Impact of comorbidity on treatment response to paroxetine in pediatric obsessive-compulsive disorder

Is the use of exclusion criteria empirically supported in randomized clinical trials?

Daniel A. Geller, Joseph Biederman, S. Evelyn Stewart, Benjamin Mullin, Colleen Farrell, Karen Wagner, Graham Emslie, David Carpenter

Research output: Contribution to journalArticle

126 Citations (Scopus)

Abstract

Objective: To examine the influence of psychiatric comorbidity on response and relapse rates in children and adolescents treated with paroxetine for obsessive-compulsive disorder (OCD). Methods: Patients responding following 16 weeks of treatment (phase I) were randomized to continued paroxetine or to placebo for 16 additional weeks (phase II).

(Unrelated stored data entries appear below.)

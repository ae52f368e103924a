//! # rf-reels — Reel Motion & Spin Choreography Engine
//!
//! Drives the visible behavior of a multi-reel slot machine: spinning reels
//! with physically plausible deceleration, staggered start/stop choreography
//! across reels, and a post-spin win evaluation. Rendering, asset loading and
//! audio playback stay on the host side behind narrow service contracts.
//!
//! ## Architecture
//!
//! ```text
//! SlotMachine
//!     │
//!     ├── MachineConfig (geometry, motion, choreography timing)
//!     ├── Services (asset catalog, audio sink, spin control, win presenter)
//!     ├── TimerQueue<SpinAction> (rf-sched: the spin-cycle timeline)
//!     └── Vec<Reel>
//!           │
//!           v
//!     per-frame update(delta_ms) → wrap / decelerate / snap-to-grid
//! ```
//!
//! Everything runs single-threaded and cooperatively: the host render loop
//! calls [`SlotMachine::update`] once per frame, and all waiting is expressed
//! as deferred actions on an explicit clock — a test can play a whole spin
//! cycle without touching wall-clock time.

pub mod config;
pub mod error;
pub mod machine;
pub mod reel;
pub mod services;
pub mod symbols;

pub use config::{MachineConfig, MotionProfile, ReelGeometry, SpinTiming};
pub use error::{ReelError, ReelResult};
pub use machine::{REEL_SPIN_CUE, SessionStats, SlotMachine, WIN_CUE};
pub use reel::{Reel, ReelPhase, ReelSymbol};
pub use services::{
    AppearanceHandle, AssetCatalog, AudioBus, AudioSink, NullAudio, NullControl, Services,
    SpinControl, WinPresenter,
};
pub use symbols::SymbolSet;
//! reelsim — headless spin-cycle simulator
//!
//! Runs a configurable number of spin cycles against a fixed-timestep frame
//! loop and reports per-spin outcomes and session statistics. Useful for
//! tuning choreography timing without a renderer attached.

use std::fs;
use std::path::PathBuf;
use std::sync::Arc;

use anyhow::{Context, Result};
use clap::Parser;
use log::{info, warn};

use rf_reels::{
    AudioBus, MachineConfig, REEL_SPIN_CUE, Services, SlotMachine, SpinTiming, SymbolSet, WIN_CUE,
};

/// Hard cap per cycle so a misconfigured timeline cannot hang the loop
const MAX_CYCLE_MS: f64 = 120_000.0;

#[derive(Parser, Debug)]
#[command(name = "reelsim", about = "Headless slot spin simulator")]
struct Args {
    /// Number of spin cycles to run
    #[arg(long, default_value_t = 10)]
    spins: u32,

    /// Seed for reproducible outcomes
    #[arg(long)]
    seed: Option<u64>,

    /// Use turbo choreography timing
    #[arg(long)]
    turbo: bool,

    /// Fixed frame step in milliseconds
    #[arg(long, default_value_t = 16.0)]
    tick_ms: f64,

    /// Machine configuration as JSON (overrides the defaults)
    #[arg(long)]
    config: Option<PathBuf>,
}

fn load_config(args: &Args) -> Result<MachineConfig> {
    let mut config = match &args.config {
        Some(path) => {
            let raw = fs::read_to_string(path)
                .with_context(|| format!("reading config {}", path.display()))?;
            serde_json::from_str(&raw)
                .with_context(|| format!("parsing config {}", path.display()))?
        }
        None => MachineConfig::normal(),
    };
    if args.turbo {
        config.timing = SpinTiming::turbo();
    }
    Ok(config)
}

fn main() -> Result<()> {
    env_logger::init();
    let args = Args::parse();
    let config = load_config(&args)?;

    let audio = Arc::new(AudioBus::new());
    audio.add(REEL_SPIN_CUE);
    audio.add(WIN_CUE);

    let services = Services {
        audio: audio.clone(),
        ..Services::headless()
    };

    let mut machine = SlotMachine::new(config, SymbolSet::standard(), services)?;
    if let Some(seed) = args.seed {
        machine.seed(seed);
        info!("seeded session with {seed}");
    }

    for cycle in 1..=args.spins {
        let wins_before = machine.stats().wins;
        machine.spin();

        let mut elapsed = 0.0;
        while machine.is_spinning() {
            machine.update(args.tick_ms);
            elapsed += args.tick_ms;
            if elapsed > MAX_CYCLE_MS {
                warn!("cycle {cycle} exceeded {MAX_CYCLE_MS}ms, aborting session");
                machine.destroy();
                return Ok(());
            }
        }

        // Let deceleration, settle eases and the win display window drain
        // before the next cycle.
        while machine.pending_timers() > 0
            || machine.reels().iter().any(|r| r.speed() > 0.0 || r.is_settling())
        {
            machine.update(args.tick_ms);
            elapsed += args.tick_ms;
            if elapsed > MAX_CYCLE_MS {
                warn!("cycle {cycle} never settled, aborting session");
                machine.destroy();
                return Ok(());
            }
        }

        let won = machine.stats().wins > wins_before;
        info!(
            "spin {cycle}/{}: {} after {:.0}ms",
            args.spins,
            if won { "WIN" } else { "no win" },
            elapsed
        );
    }

    let stats = machine.stats();
    info!(
        "session complete: {} spins, {} wins, hit rate {:.1}%",
        stats.total_spins,
        stats.wins,
        stats.hit_rate()
    );
    machine.destroy();
    Ok(())
}
//! Error types for machine and reel construction

use thiserror::Error;

/// Construction-time error types
///
/// Per-frame paths (`update`) are deliberately infallible: unexpected numeric
/// state is handled by a defensive reset, never by propagation. A redundant
/// `spin()` while a cycle is running is not an error either — it is dropped
/// silently as an admission policy.
#[derive(Error, Debug)]
pub enum ReelError {
    /// A required visual handle could not be resolved
    #[error("appearance \"{name}\" is not registered in the asset catalog")]
    MissingAsset { name: String },

    /// Rejected configuration value
    #[error("invalid configuration: {reason}")]
    InvalidConfig { reason: String },

    /// The symbol alphabet has no entries to sample from
    #[error("symbol set contains no appearances")]
    EmptySymbolSet,
}

impl ReelError {
    pub(crate) fn config(reason: impl Into<String>) -> Self {
        Self::InvalidConfig {
            reason: reason.into(),
        }
    }
}

/// Result type for construction-time operations
pub type ReelResult<T> = Result<T, ReelError>;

OCD response (phase I) and relapse (phase II) criteria were based on the Clinical Global Impression Improvement Scale and the Children's Yale-Brown Obsessive Compulsive Scale. The presence of OCD and other psychiatric disorders was ascertained using the Kiddie Schedule for Affective Disorders and Schizophrenia for School-Age Children-Present and Lifetime Version interview. Results: At entry, 193 of 335 (57.6%) patients had at least one psychiatric disorder in addition to OCD, and 102 of 335 (30.4%) had multiple other disorders. Although the response rate to paroxetine in the overall population was high (71%), the response rates in patients with comorbid attention deficit hyperactivity disorder, tic disorder, or oppositional defiant disorder (56%, 53%, and 39%, respectively) were significantly less than in patients with OCD only (75%) (intent-to-treat population, last observation carried forward analysis, p < 0.05). Psychiatric comorbidity was associated with a greater rate of relapse in the total patient population (46% for one or more comorbid disorders [p = 0.041 and 56% for two or more comorbid disorders [p < 0.05] vs. 32% for no comorbidity). Conclusions: The results of these post hoc analyses show that comorbid illness adversely impacted response to pharmacotherapy with paroxetine in pediatric OCD and significantly increased risk of relapse following withdrawal from treatment. Continued paroxetine treatment reduced relapse rates in all groups compared with placebo, including those with comorbid illness. Because pediatric OCD is frequently comorbid with other psychiatric disorders, results of randomized, controlled pediatric OCD trials that use multiple exclusion criteria may not generalize to more naturalistic OCD samples.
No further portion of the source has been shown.